There’s no happiness in Okpokwasili’s worldview. The New York Times, The New Yorker, and other liberal fronts have celebrated her for showcasing black American life as miserable, a cause for complaint and protest — the social activities that make left-wing politicians feel electable and journalists feel powerful. Bronx Gothic is part documentary and part psychodrama. Okpokwasili, a tall, thin dancer-singer, jerks herself in sweaty, hebephrenic outbursts. She physically proclaims her psychic pain before audiences to “scare them, to wake them up.”

This art-world pretense of “activism” seems designed specifically for those white culture mavens who don’t want to live or compete with black folks yet expiate their racism through pity and condescending applause. At least the women in Girls Trip provide ribaldry — emphasizing the search for immediate physical pleasure as their own personal due and as a relief from the tension of sustaining their livelihoods. (“I plan on getting white-girl wasted,” one says, simultaneously contemplating bacchanal and sizing up others’ sense of freedom.)

Bronx Gothic director Andrew Rossi, who previously made Page One: Inside the New York Times, follows Okpokwasili on tour and shows art-house audiences relishing her self-flagellating routine: the blacks in shock, the whites in tears. Rossi and Okpokwasili reduce black cultural affectation to a mode that whites can easily comprehend by denying the sustenance of humor and catharsis that is the entire raison d’être of Girls Trip.

Okpokwasili turns herself into an African pain fetish. Meanwhile, the Girls Trip gang of four are just raunchy and combative entertainers.

(If there is any fairness in the newly politicized Motion Picture Academy, Tiffany Haddish’s friendly, obstreperous Dina will be an Oscar front-runner.)

When Okpokwasili’s parents, Nigerian immigrants, appear late in the film, they watch a video of their daughter’s act. The mother’s response is priceless: “You know dancing is different. There’s [usually] some pleasure there.” Girls Trip is all about pleasure, but Bronx Gothic, as its title suggests, is about the opposite. It follows the usual pattern of Hollywood’s imprisoning blacks within the limits of white liberal imagination. The same complex of fascination, guilt, and self-aggrandizement explains Obama’s triumph, just as it accounts for the current disappointment and shock that his triumph didn’t last and has left other blacks badly off and, in some cases, speciously “politicized.”

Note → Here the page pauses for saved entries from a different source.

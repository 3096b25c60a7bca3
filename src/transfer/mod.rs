//! Streaming downloads.
//!
//! [`stream_download`] is the single primitive every artifact goes through:
//! mod jars, server jars and loader installers alike.
//!
//! ```rust,no_run
//! use mcprov::http::{create_http_client, HttpClientConfig};
//! use mcprov::transfer::stream_download;
//! use indicatif::ProgressBar;
//! use std::path::Path;
//!
//! # async fn example() -> mcprov::Result<()> {
//! let client = create_http_client(HttpClientConfig::default())?;
//! let written = stream_download(
//!     &client,
//!     "https://cdn.modrinth.com/data/AANobbMI/versions/u1OEbNKx/sodium-fabric-0.6.0.jar",
//!     Path::new("mods/sodium.jar"),
//!     &ProgressBar::hidden(),
//! )
//! .await?;
//! # Ok(())
//! # }
//! ```

pub mod content_length;

pub use content_length::content_length;

use crate::error::{Error, Result};

use futures::StreamExt;
use indicatif::ProgressBar;
use reqwest::Url;
use reqwest_middleware::ClientWithMiddleware;
use std::path::Path;
use tokio::{fs::File, io::AsyncWriteExt};
use tracing::debug;

/// Size of the writes issued to the destination file.
pub const CHUNK_SIZE: usize = 8 * 1024;

/// Download `url` into `destination`, returning the number of bytes written.
///
/// The destination is created or truncated before the first byte is written,
/// so repeating the call overwrites the previous file. The progress bar
/// length is set from the `Content-Length` header when the server sends one
/// and left at zero otherwise; it advances once per chunk written.
///
/// On failure the bytes already written stay on disk. Callers must not assume
/// the destination is either complete or absent.
pub async fn stream_download(
    client: &ClientWithMiddleware,
    url: &str,
    destination: &Path,
    progress: &ProgressBar,
) -> Result<u64> {
    debug!("Fetching {} into {:?}", url, destination);

    let parsed = Url::parse(url).map_err(|e| Error::InvalidUrl(format!("{}: {}", url, e)))?;
    let res = client
        .get(parsed)
        .send()
        .await
        .map_err(|e| Error::transport(format!("Request to {} failed", url), e))?;
    let res = res
        .error_for_status()
        .map_err(|e| Error::transport(format!("Server refused {}", url), e))?;

    let total = content_length(&res).unwrap_or(0);
    progress.set_length(total);

    let mut file = File::create(destination).await?;
    let mut written: u64 = 0;

    let mut stream = res.bytes_stream();
    while let Some(item) = stream.next().await {
        let chunk = match item {
            Ok(chunk) => chunk,
            Err(e) => {
                // Keep what arrived so far on disk.
                file.flush().await?;
                debug!("Transfer of {} stopped after {} bytes", url, written);
                return Err(Error::transport(format!("Transfer of {} interrupted", url), e));
            }
        };
        for piece in chunk.chunks(CHUNK_SIZE) {
            file.write_all(piece).await?;
            written += piece.len() as u64;
            progress.inc(piece.len() as u64);
        }
    }
    file.flush().await?;

    debug!("Wrote {} bytes to {:?}", written, destination);
    Ok(written)
}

Okpokwasili refuses pleasure and release in dance. Instead, she builds her own prison — based on the template of white racism — in order to win approval from the mainstream media, the art world, and — who knows? — the National Endowment for the Humanities. (“She seems eternally on a war path,” says choreographer Ralph Lemon.) One of this performance-art documentary’s low points occurs when Rossi intercuts news video — predictable, button-pushing montages of the Walter Scott and Eric Garner deaths. Rossi’s liberalism — his whitesplaining — intrudes on his star’s storytelling. A good expressive performance piece like Edith Clever’s in Hans-Jürgen Syberberg’s six-hour monologue Die Nacht (1985) might have made a more powerful art statement.

Even after Obama, mainstream media still cannot countenance black American experience any way except through sociological catastrophe. That’s why Girls Trip is more enjoyable than it ought to be; scenes of zip-line urination and sexual pantomimes with fruit are a relief after Okpokwasili’s grim negativity.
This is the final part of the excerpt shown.